> **YOUR ASSIGNMENT**: Output exactly the lines below, starting with the line that has "stock values below." and going on through the line that has "pub const REMOTE_SERVER_DIR: &str", both included, and no other lines.
START DATA FOR THE TASK
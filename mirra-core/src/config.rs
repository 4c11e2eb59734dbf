//! Session configuration.
//!
//! Every struct uses `#[serde(default)]` so a partial TOML table (or
//! none at all) yields the stock values below.

use std::path::PathBuf;
use std::time::Duration;

use serde::{Deserialize, Serialize};

/// Abstract socket name the server listens on.
pub const DEFAULT_SOCKET_NAME: &str = "scrcpy";

/// Remote directory the server jar is pushed to.
pub const REMOTE_SERVER_DIR: &str = "/data/local/tmp/";

/// Remote path of the server jar once pushed.
pub const REMOTE_SERVER_PATH: &str = "/data/local/tmp/scrcpy-server.jar";

/// Screen orientation lock value meaning "not locked".
pub const ORIENTATION_UNLOCKED: i32 = -1;

// ── SessionConfig ────────────────────────────────────────────────

/// Tunables for bootstrap, streaming and change detection.
#[derive(Debug, Clone, Serialize, Deserialize)]
#[serde(default)]
pub struct SessionConfig {
    /// Abstract name shared by the video and control channels.
    pub socket_name: String,
    /// How many times to try opening the video channel.
    pub connect_attempts: u32,
    /// Delay between video channel attempts, in milliseconds.
    pub connect_retry_delay_ms: u64,
    /// Longest wait for each handshake field once the video channel is
    /// open, in milliseconds. `0` waits forever.
    pub handshake_timeout_ms: u64,
    /// Maximum bytes read from the video channel per iteration.
    pub chunk_size: usize,
    /// Sleep when no video data is available, in milliseconds.
    pub idle_interval_ms: u64,
    /// When `true`, frame callbacks only fire for decoded frames.
    /// When `false`, they also fire with `None` on every idle tick.
    pub frame_gating: bool,
    /// Mean per-byte difference above which a frame counts as changed.
    pub change_threshold: f64,
    /// Server launch parameters.
    pub server: ServerParams,
}

impl SessionConfig {
    pub fn connect_retry_delay(&self) -> Duration {
        Duration::from_millis(self.connect_retry_delay_ms)
    }

    pub fn handshake_timeout(&self) -> Option<Duration> {
        (self.handshake_timeout_ms > 0).then(|| Duration::from_millis(self.handshake_timeout_ms))
    }

    pub fn idle_interval(&self) -> Duration {
        Duration::from_millis(self.idle_interval_ms)
    }
}

impl Default for SessionConfig {
    fn default() -> Self {
        Self {
            socket_name: DEFAULT_SOCKET_NAME.into(),
            connect_attempts: 30,
            connect_retry_delay_ms: 100,
            handshake_timeout_ms: 3000,
            chunk_size: 0x10000,
            idle_interval_ms: 10,
            frame_gating: false,
            change_threshold: 100.0,
            server: ServerParams::default(),
        }
    }
}

// ── ServerParams ─────────────────────────────────────────────────

/// Parameters rendered into the remote server's launch command.
#[derive(Debug, Clone, Serialize, Deserialize)]
#[serde(default)]
pub struct ServerParams {
    /// Local server jar to push before launching. `None` skips the push.
    pub jar: Option<PathBuf>,
    /// Protocol version string the server expects.
    pub version: String,
    /// Server log level ("info", "verbose", ...).
    pub log_level: String,
    /// Longest video side in pixels; 0 keeps the device resolution.
    pub max_size: u32,
    /// Video bitrate in bits per second.
    pub bitrate: u32,
    /// Frame rate cap; 0 means uncapped.
    pub max_fps: u32,
    /// Orientation lock, [`ORIENTATION_UNLOCKED`] for none.
    pub lock_screen_orientation: i32,
    /// Display to mirror.
    pub display_id: u32,
    pub show_touches: bool,
    /// Keep the device awake while the session is alive.
    pub stay_awake: bool,
    pub power_off_on_close: bool,
}

impl Default for ServerParams {
    fn default() -> Self {
        Self {
            jar: None,
            version: "1.20".into(),
            log_level: "info".into(),
            max_size: 0,
            bitrate: 8_000_000,
            max_fps: 0,
            lock_screen_orientation: ORIENTATION_UNLOCKED,
            display_id: 0,
            show_touches: false,
            stay_awake: false,
            power_off_on_close: false,
        }
    }
}

impl ServerParams {
    /// Render the remote launch command line, one argument per entry.
    pub fn command_line(&self) -> Vec<String> {
        vec![
            format!("CLASSPATH={REMOTE_SERVER_PATH}"),
            "app_process".into(),
            "/".into(),
            "com.genymobile.scrcpy.Server".into(),
            self.version.clone(),
            self.log_level.clone(),
            self.max_size.to_string(),
            self.bitrate.to_string(),
            self.max_fps.to_string(),
            self.lock_screen_orientation.to_string(),
            // tunnel forward
            "true".into(),
            // crop
            "-".into(),
            // send frame meta
            "false".into(),
            // control
            "true".into(),
            self.display_id.to_string(),
            self.show_touches.to_string(),
            self.stay_awake.to_string(),
            // codec options
            "-".into(),
            // encoder name
            "-".into(),
            self.power_off_on_close.to_string(),
        ]
    }
}

// ── Tests ────────────────────────────────────────────────────────

#[cfg(test)]
mod tests {
    use super::*;

    #[test]
    fn defaults_match_protocol_budget() {
        let cfg = SessionConfig::default();
        assert_eq!(cfg.connect_attempts, 30);
        assert_eq!(cfg.connect_retry_delay(), Duration::from_millis(100));
        assert_eq!(cfg.chunk_size, 65536);
        assert_eq!(cfg.idle_interval(), Duration::from_millis(10));
        assert!(!cfg.frame_gating);
        assert_eq!(cfg.socket_name, "scrcpy");
    }

    #[test]
    fn command_line_layout() {
        let params = ServerParams {
            max_size: 1024,
            stay_awake: true,
            ..ServerParams::default()
        };
        let cmd = params.command_line();
        assert_eq!(cmd.len(), 20);
        assert_eq!(cmd[0], "CLASSPATH=/data/local/tmp/scrcpy-server.jar");
        assert_eq!(cmd[3], "com.genymobile.scrcpy.Server");
        assert_eq!(cmd[4], "1.20");
        assert_eq!(cmd[6], "1024");
        assert_eq!(cmd[7], "8000000");
        assert_eq!(cmd[9], "-1");
        assert_eq!(cmd[16], "true");
        assert_eq!(cmd[19], "false");
    }

    #[test]
    fn zero_handshake_timeout_waits_forever() {
        let mut cfg = SessionConfig::default();
        assert_eq!(cfg.handshake_timeout(), Some(Duration::from_secs(3)));
        cfg.handshake_timeout_ms = 0;
        assert_eq!(cfg.handshake_timeout(), None);
    }

    #[test]
    fn partial_toml_uses_defaults() {
        let cfg: SessionConfig = toml::from_str(
            r#"
            change_threshold = 12.5
            frame_gating = true

            [server]
            max_fps = 30
            "#,
        )
        .unwrap();
        assert_eq!(cfg.change_threshold, 12.5);
        assert!(cfg.frame_gating);
        assert_eq!(cfg.server.max_fps, 30);
        assert_eq!(cfg.server.bitrate, 8_000_000);
        assert_eq!(cfg.connect_attempts, 30);
    }
}
//! Byte-stream channels to the remote server.
//!
//! A [`Channel`] is shared between the thread running the streaming loop
//! and whichever thread calls `Session::stop`, so every method takes
//! `&self`. Closing is a `shutdown` on the shared handle: the blocked or
//! polling reader observes it on its next read.

use std::io::{self, Read, Write};
use std::net::{Shutdown, TcpStream};
use std::time::Duration;
#[cfg(unix)]
use std::os::unix::net::UnixStream;

// ── ReadOutcome ──────────────────────────────────────────────────

/// Result of a single non-blocking read attempt.
#[derive(Debug)]
pub enum ReadOutcome {
    /// `n` bytes were read into the buffer.
    Data(usize),
    /// Nothing available right now.
    Pending,
    /// The peer closed the stream (end of file).
    Closed,
    /// Any other I/O failure.
    Failed(io::Error),
}

impl From<io::Result<usize>> for ReadOutcome {
    fn from(result: io::Result<usize>) -> Self {
        match result {
            Ok(0) => ReadOutcome::Closed,
            Ok(n) => ReadOutcome::Data(n),
            Err(e) if e.kind() == io::ErrorKind::WouldBlock => ReadOutcome::Pending,
            Err(e) if e.kind() == io::ErrorKind::Interrupted => ReadOutcome::Pending,
            Err(e) => ReadOutcome::Failed(e),
        }
    }
}

// ── Channel ──────────────────────────────────────────────────────

/// A bidirectional byte stream to the remote server.
pub trait Channel: Send + Sync {
    /// Read up to `buf.len()` bytes. `Ok(0)` means end of stream.
    fn read(&self, buf: &mut [u8]) -> io::Result<usize>;

    /// Write the whole buffer.
    fn write_all(&self, buf: &[u8]) -> io::Result<()>;

    /// Switch between blocking and non-blocking reads.
    fn set_nonblocking(&self, nonblocking: bool) -> io::Result<()>;

    /// Bound how long a blocking read may wait. `None` waits forever.
    fn set_read_timeout(&self, _timeout: Option<Duration>) -> io::Result<()> {
        Ok(())
    }

    /// Close both directions. Closing twice must not fail loudly.
    fn shutdown(&self) -> io::Result<()>;

    /// Attempt one read and classify the result.
    fn poll_read(&self, buf: &mut [u8]) -> ReadOutcome {
        self.read(buf).into()
    }
}

/// Read exactly `buf.len()` bytes, returning how many arrived before
/// end of stream.
pub fn read_full(channel: &dyn Channel, buf: &mut [u8]) -> io::Result<usize> {
    let mut filled = 0;
    while filled < buf.len() {
        match channel.read(&mut buf[filled..]) {
            Ok(0) => break,
            Ok(n) => filled += n,
            Err(e) if e.kind() == io::ErrorKind::Interrupted => continue,
            Err(e) => return Err(e),
        }
    }
    Ok(filled)
}

/// `NotConnected` is what a second shutdown reports; treat it as done.
fn shutdown_quietly(result: io::Result<()>) -> io::Result<()> {
    match result {
        Err(e) if e.kind() == io::ErrorKind::NotConnected => Ok(()),
        other => other,
    }
}

impl Channel for TcpStream {
    fn read(&self, buf: &mut [u8]) -> io::Result<usize> {
        Read::read(&mut &*self, buf)
    }

    fn write_all(&self, buf: &[u8]) -> io::Result<()> {
        let mut stream = &*self;
        Write::write_all(&mut stream, buf)?;
        Write::flush(&mut stream)
    }

    fn set_nonblocking(&self, nonblocking: bool) -> io::Result<()> {
        TcpStream::set_nonblocking(self, nonblocking)
    }

    fn set_read_timeout(&self, timeout: Option<Duration>) -> io::Result<()> {
        TcpStream::set_read_timeout(self, timeout)
    }

    fn shutdown(&self) -> io::Result<()> {
        shutdown_quietly(TcpStream::shutdown(self, Shutdown::Both))
    }
}

#[cfg(unix)]
impl Channel for UnixStream {
    fn read(&self, buf: &mut [u8]) -> io::Result<usize> {
        Read::read(&mut &*self, buf)
    }

    fn write_all(&self, buf: &[u8]) -> io::Result<()> {
        let mut stream = &*self;
        Write::write_all(&mut stream, buf)?;
        Write::flush(&mut stream)
    }

    fn set_nonblocking(&self, nonblocking: bool) -> io::Result<()> {
        UnixStream::set_nonblocking(self, nonblocking)
    }

    fn set_read_timeout(&self, timeout: Option<Duration>) -> io::Result<()> {
        UnixStream::set_read_timeout(self, timeout)
    }

    fn shutdown(&self) -> io::Result<()> {
        shutdown_quietly(UnixStream::shutdown(self, Shutdown::Both))
    }
}

// ── Tests ────────────────────────────────────────────────────────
END DATA FOR THE TASK
> **TASK ANSWER**:
//! none at all) yields the stock values below.

use std::path::PathBuf;
use std::time::Duration;

use serde::{Deserialize, Serialize};

/// Abstract socket name the server listens on.
pub const DEFAULT_SOCKET_NAME: &str = "scrcpy";

/// Remote directory the server jar is pushed to.
pub const REMOTE_SERVER_DIR: &str = "/data/local/tmp/";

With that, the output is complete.